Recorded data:
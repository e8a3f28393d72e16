//! Scan counters
//!
//! - Counters only, monotonic
//! - Reset only when the owning session is created
//! - Lock-free; Relaxed ordering is enough for counters

use std::sync::atomic::{AtomicU64, Ordering};

use serde::Serialize;

/// Counters accumulated across every scan of a session
#[derive(Debug, Default)]
pub struct ScanMetrics {
    /// Scans that produced a result
    scans_executed: AtomicU64,
    /// Scans that failed
    scans_failed: AtomicU64,
    /// Table files opened
    cursors_opened: AtomicU64,
    /// Cursors reused and rewound
    cursors_rewound: AtomicU64,
    /// Physical records read, headers included
    lines_read: AtomicU64,
    /// Rows dropped for having too few cells
    rows_malformed: AtomicU64,
    /// Rows accepted by conditions
    rows_matched: AtomicU64,
    /// Rows handed back to callers
    rows_returned: AtomicU64,
}

impl ScanMetrics {
    /// Create a registry with all counters at zero
    pub fn new() -> Self {
        Self::default()
    }

    /// Record a finished scan
    pub fn record_scan(&self, lines_read: u64, malformed: u64, matched: u64, returned: u64) {
        self.scans_executed.fetch_add(1, Ordering::Relaxed);
        self.lines_read.fetch_add(lines_read, Ordering::Relaxed);
        self.rows_malformed.fetch_add(malformed, Ordering::Relaxed);
        self.rows_matched.fetch_add(matched, Ordering::Relaxed);
        self.rows_returned.fetch_add(returned, Ordering::Relaxed);
    }

    /// Increment failed scans
    pub fn increment_scans_failed(&self) {
        self.scans_failed.fetch_add(1, Ordering::Relaxed);
    }

    /// Increment opened cursors
    pub fn increment_cursors_opened(&self) {
        self.cursors_opened.fetch_add(1, Ordering::Relaxed);
    }

    /// Increment rewound cursors
    pub fn increment_cursors_rewound(&self) {
        self.cursors_rewound.fetch_add(1, Ordering::Relaxed);
    }

    /// Get all counters as a snapshot
    pub fn snapshot(&self) -> MetricsSnapshot {
        MetricsSnapshot {
            scans_executed: self.scans_executed.load(Ordering::Relaxed),
            scans_failed: self.scans_failed.load(Ordering::Relaxed),
            cursors_opened: self.cursors_opened.load(Ordering::Relaxed),
            cursors_rewound: self.cursors_rewound.load(Ordering::Relaxed),
            lines_read: self.lines_read.load(Ordering::Relaxed),
            rows_malformed: self.rows_malformed.load(Ordering::Relaxed),
            rows_matched: self.rows_matched.load(Ordering::Relaxed),
            rows_returned: self.rows_returned.load(Ordering::Relaxed),
        }
    }
}

/// A point-in-time snapshot of all counters
#[derive(Debug, Clone, Copy, Default, PartialEq, Eq, Serialize)]
pub struct MetricsSnapshot {
    pub scans_executed: u64,
    pub scans_failed: u64,
    pub cursors_opened: u64,
    pub cursors_rewound: u64,
    pub lines_read: u64,
    pub rows_malformed: u64,
    pub rows_matched: u64,
    pub rows_returned: u64,
}
//! Delimited-file source
//!
//! Maps table names to files under a base directory and runs scans over
//! them through a [`SourceSession`].
//!
//! # Usage
//!
//! ```ignore
//! use csvquery::query::{ConditionTree, QueryDescription};
//! use csvquery::source::{SourceConfig, SourceSession};
//!
//! let config = SourceConfig::load("csvquery.json".as_ref())?;
//! let mut session = SourceSession::open(config)?;
//! let query = QueryDescription::new().filter(ConditionTree::new().eq("city", "Paris"));
//! let output = session.read_table("users", &query)?;
//! ```

mod config;
mod errors;
mod session;
mod table;

pub use config::SourceConfig;
pub use errors::{SourceError, SourceErrorCode, SourceResult};
pub use session::SourceSession;
pub use table::{ScanRequest, TableDefinition, TableModel};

◆ **AIM OF THE EXERCISE**
Give all of the lines above again, exactly as they are.

◆ **YOUR RESPONSE**
repository e8a3f28393d72e16
//! Scan counters
//!
//! - Counters only, monotonic
//! - Reset only when the owning session is created
//! - Lock-free; Relaxed ordering is enough for counters

use std::sync::atomic::{AtomicU64, Ordering};

use serde::Serialize;

/// Counters accumulated across every scan of a session
#[derive(Debug, Default)]
pub struct ScanMetrics {
    /// Scans that produced a result
    scans_executed: AtomicU64,
    /// Scans that failed
    scans_failed: AtomicU64,
    /// Table files opened
    cursors_opened: AtomicU64,
    /// Cursors reused and rewound
    cursors_rewound: AtomicU64,
    /// Physical records read, headers included
    lines_read: AtomicU64,
    /// Rows dropped for having too few cells
    rows_malformed: AtomicU64,
    /// Rows accepted by conditions
    rows_matched: AtomicU64,
    /// Rows handed back to callers
    rows_returned: AtomicU64,
}

impl ScanMetrics {
    /// Create a registry with all counters at zero
    pub fn new() -> Self {
        Self::default()
    }

    /// Record a finished scan
    pub fn record_scan(&self, lines_read: u64, malformed: u64, matched: u64, returned: u64) {
        self.scans_executed.fetch_add(1, Ordering::Relaxed);
        self.lines_read.fetch_add(lines_read, Ordering::Relaxed);
        self.rows_malformed.fetch_add(malformed, Ordering::Relaxed);
        self.rows_matched.fetch_add(matched, Ordering::Relaxed);
        self.rows_returned.fetch_add(returned, Ordering::Relaxed);
    }

    /// Increment failed scans
    pub fn increment_scans_failed(&self) {
        self.scans_failed.fetch_add(1, Ordering::Relaxed);
    }

    /// Increment opened cursors
    pub fn increment_cursors_opened(&self) {
        self.cursors_opened.fetch_add(1, Ordering::Relaxed);
    }

    /// Increment rewound cursors
    pub fn increment_cursors_rewound(&self) {
        self.cursors_rewound.fetch_add(1, Ordering::Relaxed);
    }

    /// Get all counters as a snapshot
    pub fn snapshot(&self) -> MetricsSnapshot {
        MetricsSnapshot {
            scans_executed: self.scans_executed.load(Ordering::Relaxed),
            scans_failed: self.scans_failed.load(Ordering::Relaxed),
            cursors_opened: self.cursors_opened.load(Ordering::Relaxed),
            cursors_rewound: self.cursors_rewound.load(Ordering::Relaxed),
            lines_read: self.lines_read.load(Ordering::Relaxed),
            rows_malformed: self.rows_malformed.load(Ordering::Relaxed),
            rows_matched: self.rows_matched.load(Ordering::Relaxed),
            rows_returned: self.rows_returned.load(Ordering::Relaxed),
        }
    }
}

/// A point-in-time snapshot of all counters
#[derive(Debug, Clone, Copy, Default, PartialEq, Eq, Serialize)]
pub struct MetricsSnapshot {
    pub scans_executed: u64,
    pub scans_failed: u64,
    pub cursors_opened: u64,
    pub cursors_rewound: u64,
    pub lines_read: u64,
    pub rows_malformed: u64,
    pub rows_matched: u64,
    pub rows_returned: u64,
}
//! Delimited-file source
//!
//! Maps table names to files under a base directory and runs scans over
//! them through a [`SourceSession`].
//!
//! # Usage
//!
//! ```ignore
//! use csvquery::query::{ConditionTree, QueryDescription};
//! use csvquery::source::{SourceConfig, SourceSession};
//!
//! let config = SourceConfig::load("csvquery.json".as_ref())?;
//! let mut session = SourceSession::open(config)?;
//! let query = QueryDescription::new().filter(ConditionTree::new().eq("city", "Paris"));
//! let output = session.read_table("users", &query)?;
//! ```

mod config;
mod errors;
mod session;
mod table;

pub use config::SourceConfig;
pub use errors::{SourceError, SourceErrorCode, SourceResult};
pub use session::SourceSession;
pub use table::{ScanRequest, TableDefinition, TableModel};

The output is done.